───── Supplied entries ─────
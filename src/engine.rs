//! Governance engine facade.
//!
//! ```text
//! framework SAID ─→ FrameworkResolver ─→ active GovernanceFramework
//!                                              │
//!                        ConstraintCompiler ←──┘ (cached per SAID)
//!                                │
//! EdgeContext ───────→ ConstraintChecker ─→ CheckResult
//!
//! (type, op, strength) ─→ CardinalChecker ─→ CardinalCheckResult
//! ```

use std::sync::Arc;
use tracing::debug;

use crate::cardinal::{ArtifactType, CardinalCheckResult, CardinalChecker, CardinalRuleSet, Operation};
use crate::checker::{AuthorizationCheck, CheckResult, ConstraintChecker, ConstraintViolation};
use crate::compiler::{CompiledFramework, ConstraintCompiler};
use crate::config::GovernanceConfig;
use crate::evolution::{EvolutionResult, GovernanceEvolution, SupersedeRequest};
use crate::resolver::FrameworkResolver;
use crate::store::CredentialSource;
use crate::types::algebra::{EdgeOperator, StrengthLevel};
use crate::types::context::EdgeContext;
use crate::types::framework::{GovernanceFramework, SaidFactory};

/// Resolver, compiler, checkers and evolution wired together.
#[derive(Debug)]
pub struct GovernanceEngine {
    resolver: Arc<FrameworkResolver>,
    compiler: ConstraintCompiler,
    checker: ConstraintChecker,
    cardinal: CardinalChecker,
    evolution: GovernanceEvolution,
}

impl GovernanceEngine {
    /// Engine over a credential source.
    pub fn new(source: Arc<dyn CredentialSource>, config: GovernanceConfig) -> Self {
        let resolver = FrameworkResolver::with_source(source).with_config(config.resolver.clone());
        Self::from_resolver(Arc::new(resolver), config)
    }

    /// Engine over an existing resolver.
    pub fn from_resolver(resolver: Arc<FrameworkResolver>, config: GovernanceConfig) -> Self {
        Self {
            compiler: ConstraintCompiler::new(config.cache),
            checker: ConstraintChecker::new(),
            cardinal: CardinalChecker::default(),
            evolution: GovernanceEvolution::new(Arc::clone(&resolver)),
            resolver,
        }
    }

    /// Replace the cardinal rule table.
    pub fn with_cardinal_rules(mut self, ruleset: CardinalRuleSet) -> Self {
        self.cardinal = CardinalChecker::new(ruleset);
        self
    }

    /// Address evolved frameworks with `factory`.
    pub fn with_said_factory(mut self, factory: impl SaidFactory + 'static) -> Self {
        self.evolution = self.evolution.with_factory(factory);
        self
    }

    /// The framework resolver.
    pub fn resolver(&self) -> &Arc<FrameworkResolver> {
        &self.resolver
    }

    /// The constraint compiler.
    pub fn compiler(&self) -> &ConstraintCompiler {
        &self.compiler
    }

    /// The evolution engine.
    pub fn evolution(&self) -> &GovernanceEvolution {
        &self.evolution
    }

    /// Add a framework without a fetch.
    pub fn register(&self, framework: GovernanceFramework) -> Arc<GovernanceFramework> {
        self.resolver.register(framework)
    }

    /// Compiled rules of exactly `framework_said`.
    pub fn compile(&self, framework_said: &str) -> Option<Arc<CompiledFramework>> {
        self.resolver
            .resolve(framework_said)
            .map(|framework| self.compiler.compile(&framework))
    }

    /// Check `ctx` against the active version of the lineage containing
    /// `framework_said`.
    ///
    /// An unresolvable framework denies the edge.
    pub fn check_edge(&self, framework_said: &str, ctx: &EdgeContext) -> CheckResult {
        match self.resolver.resolve_active(framework_said) {
            Some(framework) => {
                debug!(requested = framework_said, active = %framework.said, "checking against active framework");
                self.check_against(&framework, ctx)
            }
            None => Self::not_found(framework_said, ctx),
        }
    }

    /// Check `ctx` against exactly `framework_said`, ignoring successors.
    pub fn check_edge_pinned(&self, framework_said: &str, ctx: &EdgeContext) -> CheckResult {
        match self.resolver.resolve(framework_said) {
            Some(framework) => self.check_against(&framework, ctx),
            None => Self::not_found(framework_said, ctx),
        }
    }

    fn check_against(&self, framework: &GovernanceFramework, ctx: &EdgeContext) -> CheckResult {
        let compiled = self.compiler.compile(framework);
        self.checker.check(ctx, &compiled)
    }

    fn not_found(framework_said: &str, ctx: &EdgeContext) -> CheckResult {
        CheckResult::from_violations(
            ctx.edge_type.clone(),
            0,
            vec![ConstraintViolation::framework_not_found(framework_said)],
        )
    }

    /// Matrix check of `(role, action)` against the active framework.
    pub fn check_authorization(
        &self,
        framework_said: &str,
        role: &str,
        action: &str,
        operator: EdgeOperator,
    ) -> AuthorizationCheck {
        match self.resolver.resolve_active(framework_said) {
            Some(framework) => self
                .checker
                .check_authorization(&framework, role, action, operator),
            None => AuthorizationCheck {
                allowed: false,
                role: role.to_string(),
                action: action.to_string(),
                entry: None,
                reason: format!("Governance framework {} not found", framework_said),
            },
        }
    }

    /// Cardinal check of an artifact operation.
    pub fn check_artifact(
        &self,
        artifact_type: ArtifactType,
        operation: Operation,
        strength: StrengthLevel,
    ) -> CardinalCheckResult {
        self.cardinal.check(artifact_type, operation, strength)
    }

    /// Mode A evolution.
    pub fn supersede(&self, request: SupersedeRequest) -> EvolutionResult {
        self.evolution.supersede(request)
    }

    /// Mode B evolution.
    pub fn evolve_from_ratification(
        &self,
        current_said: &str,
        ratification_said: &str,
        ratification_data: &serde_json::Value,
    ) -> EvolutionResult {
        self.evolution
            .evolve_from_ratification(current_said, ratification_said, ratification_data)
    }
}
─────
A single number is the answer: how many lines of the entries above contain "AuthorizationCheck"?

3